Following the Battle of Okinawa in 1945, Futenma was built as a bomber base by the United States military. In 1957 the base was transferred to the U.S. Navy and a year later construction of the barracks and hangars was started. The island was under control by the U.S. military until 1972 when it was returned to Japan with the condition that U.S. military bases would remain on the island. By 1976 Futenma was renamed a Marine Corps Air Station, and since 1969 it has also served as a United Nations air facility. In 1996 the U.S. and Japan agreed to relocate the base, returning the land to the original land owners; however, plans have stalled for nearly a decade.
The Politics of Relocation
Okinawa is a small island with a unique Japanese culture, and many Okinawans support the removal of the U.S. military. Futenma is one of the smaller bases on the island; however, it is surrounded by densely populated land. Residents complain about the loud helicopters and dangers of having a airbase so close to the crowded urbanization (In August 2004 a helicopter crashed into nearby Okinawa International University). The inability to connect infrastructure across the base grounds and building height restrictions due to the air traffic are nuisances to local development plans. Despite multiple protests in the past few years, some locals—such as local business owners and the more than 2,500 land owners who lease land to the government of Japan—support maintaining Futenma for economic reasons. While moving the base seems to be supported by the majority of stakeholders, the real conflict becomes finding a place to relocate the U.S. military.
Okinawa houses half of the U.S. troops stationed in Japan. In 1996, a year after three soldiers were charged with assaulting a local girl, an agreement was made to reform military procedures on the island. The two governments agreed to close Futenma by 2003 and reduce the military presence on the island.
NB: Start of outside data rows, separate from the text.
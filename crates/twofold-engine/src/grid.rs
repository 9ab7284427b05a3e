//! Grid: fixed-size tile storage and the slide/merge resolution pass.

use twofold_core::constants::MAX_TILE;
use twofold_core::enums::Direction;
use twofold_core::error::EngineError;
use twofold_core::types::MoveOutcome;

/// Row-major board of tile values. 0 is an empty cell; every other value is
/// a power of two >= 2.
#[derive(Debug, Clone, PartialEq, Eq, Hash)]
pub struct Grid {
    rows: usize,
    cols: usize,
    cells: Vec<u32>,
}

/// Whether `value` may sit in a cell.
pub fn is_valid_tile(value: u32) -> bool {
    value == 0 || (value >= 2 && value.is_power_of_two())
}

/// Value produced by merging two `value` tiles, or `None` when `value` is
/// `MAX_TILE` and the pair has to stay apart.
fn merged_value(value: u32) -> Option<u32> {
    (value < MAX_TILE).then(|| value * 2)
}

impl Grid {
    /// Create an empty `rows` x `cols` grid.
    pub fn new(rows: usize, cols: usize) -> Result<Self, EngineError> {
        // Cell count must also fit a `Vec<u32>` allocation.
        let len = rows
            .checked_mul(cols)
            .filter(|&len| len > 0 && len <= isize::MAX as usize / 4)
            .ok_or(EngineError::InvalidDimensions { rows, cols })?;
        Ok(Self {
            rows,
            cols,
            cells: vec![0; len],
        })
    }

    /// Build a grid from explicit rows. All rows must have the same non-zero
    /// length and every value must be a valid tile.
    pub fn from_rows(rows: &[Vec<u32>]) -> Result<Self, EngineError> {
        let height = rows.len();
        let width = rows.first().map_or(0, Vec::len);
        if height == 0 || width == 0 || rows.iter().any(|r| r.len() != width) {
            return Err(EngineError::InvalidDimensions {
                rows: height,
                cols: width,
            });
        }
        if let Some(&value) = rows.iter().flatten().find(|&&v| !is_valid_tile(v)) {
            return Err(EngineError::InvalidTile { value });
        }
        Ok(Self {
            rows: height,
            cols: width,
            cells: rows.concat(),
        })
    }

    pub fn rows(&self) -> usize {
        self.rows
    }

    pub fn cols(&self) -> usize {
        self.cols
    }

    /// Raw cell values, row-major.
    pub fn cells(&self) -> &[u32] {
        &self.cells
    }

    /// Value at `(row, col)`, or `None` outside the board.
    pub fn get(&self, row: usize, col: usize) -> Option<u32> {
        if row < self.rows && col < self.cols {
            Some(self.cells[self.index(row, col)])
        } else {
            None
        }
    }

    /// Copy of the board as one vector per row.
    pub fn to_rows(&self) -> Vec<Vec<u32>> {
        self.cells.chunks(self.cols).map(<[u32]>::to_vec).collect()
    }

    /// Coordinates of every empty cell, row-major.
    pub fn empty_cells(&self) -> Vec<(usize, usize)> {
        self.cells
            .iter()
            .enumerate()
            .filter(|(_, &v)| v == 0)
            .map(|(i, _)| (i / self.cols, i % self.cols))
            .collect()
    }

    pub fn empty_count(&self) -> usize {
        self.cells.iter().filter(|&&v| v == 0).count()
    }

    /// Number of occupied cells.
    pub fn tile_count(&self) -> usize {
        self.cells.len() - self.empty_count()
    }

    /// Sum of all tile values. Slides and merges never change it.
    pub fn tile_sum(&self) -> u64 {
        self.cells.iter().map(|&v| u64::from(v)).sum()
    }

    pub fn max_tile(&self) -> u32 {
        self.cells.iter().copied().max().unwrap_or(0)
    }

    /// True iff every cell is occupied.
    pub fn is_full(&self) -> bool {
        self.cells.iter().all(|&v| v != 0)
    }

    /// True iff two horizontally or vertically adjacent cells hold the same
    /// non-zero value below `MAX_TILE`. Diagonal neighbours never count.
    pub fn has_any_mergeable_pair(&self) -> bool {
        for row in 0..self.rows {
            for col in 0..self.cols {
                let value = self.cells[self.index(row, col)];
                if value == 0 || merged_value(value).is_none() {
                    continue;
                }
                if col + 1 < self.cols && self.cells[self.index(row, col + 1)] == value {
                    return true;
                }
                if row + 1 < self.rows && self.cells[self.index(row + 1, col)] == value {
                    return true;
                }
            }
        }
        false
    }

    /// Full board with no adjacent equal pair: no direction can change it.
    pub fn is_terminal(&self) -> bool {
        self.is_full() && !self.has_any_mergeable_pair()
    }

    /// Slide every tile toward `direction`, merging equal neighbours.
    ///
    /// Tiles are visited from the edge they travel toward backward, so a tile
    /// that has come to rest is never revisited. Each tile steps one cell at a
    /// time: into an empty cell it keeps going; onto an equal tile it merges
    /// and stops; otherwise it stops. A cell produced by a merge is frozen for
    /// the rest of the pass, so `[2, 2, 2, 0]` slid left becomes `[4, 2, 0, 0]`.
    /// A pair of `MAX_TILE`s blocks like unequal tiles.
    pub fn resolve(&mut self, direction: Direction) -> MoveOutcome {
        let (d_row, d_col) = direction.delta();
        let mut merged = vec![false; self.cells.len()];
        let mut outcome = MoveOutcome::NONE;

        for (row, col) in self.scan_order(direction) {
            let mut here = self.index(row, col);
            if self.cells[here] == 0 {
                continue;
            }
            let (mut r, mut c) = (row, col);

            // Bounded by the line length: every iteration either advances one
            // cell toward the edge or exits.
            while let Some((next_r, next_c)) = self.neighbour(r, c, d_row, d_col) {
                let next = self.index(next_r, next_c);
                let value = self.cells[here];
                if self.cells[next] == 0 {
                    self.cells[next] = value;
                    self.cells[here] = 0;
                    outcome.moved = true;
                    (r, c, here) = (next_r, next_c, next);
                    continue;
                }
                let doubled = (self.cells[next] == value && !merged[next])
                    .then(|| merged_value(value))
                    .flatten();
                if let Some(doubled) = doubled {
                    self.cells[next] = doubled;
                    self.cells[here] = 0;
                    merged[next] = true;
                    outcome.moved = true;
                    outcome.score_delta += u64::from(doubled);
                }
                break;
            }
        }

        outcome
    }

    /// Write a spawned tile into an empty cell.
    pub(crate) fn place(&mut self, row: usize, col: usize, value: u32) {
        debug_assert!(is_valid_tile(value));
        let i = self.index(row, col);
        debug_assert_eq!(self.cells[i], 0, "spawn target must be empty");
        self.cells[i] = value;
    }

    fn index(&self, row: usize, col: usize) -> usize {
        row * self.cols + col
    }

    /// Adjacent cell one step along `(d_row, d_col)`, or `None` past the edge.
    fn neighbour(
        &self,
        row: usize,
        col: usize,
        d_row: isize,
        d_col: isize,
    ) -> Option<(usize, usize)> {
        let r = row.checked_add_signed(d_row)?;
        let c = col.checked_add_signed(d_col)?;
        (r < self.rows && c < self.cols).then_some((r, c))
    }

    /// Cells ordered from the destination edge backward.
    fn scan_order(&self, direction: Direction) -> Vec<(usize, usize)> {
        let rows: Vec<usize> = if direction == Direction::Down {
            (0..self.rows).rev().collect()
        } else {
            (0..self.rows).collect()
        };
        let cols: Vec<usize> = if direction == Direction::Right {
            (0..self.cols).rev().collect()
        } else {
            (0..self.cols).collect()
        };
        rows.iter()
            .flat_map(|&r| cols.iter().map(move |&c| (r, c)))
            .collect()
    }
}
Troops were to be relocated elsewhere in Japan, but Marines insisted that the new base be located on Okinawa. Plans were made for a new base to be built on a less populated portion of the island to the north; however, locals worried that the base would destroy the peaceful beaches which attract tourists to the island. The resulting conflict has been a series of political battles and disagreements between residents, the U.S military, and a vacillating Japanese government. A recent solution suggested sending troops to Guam; however, the high costs of relocation have hampered the plan. Some suggest that moving the base to Guam or a location in Alaska would move jobs and money back to the American economy while still keeping the aircraft in the Pacific region.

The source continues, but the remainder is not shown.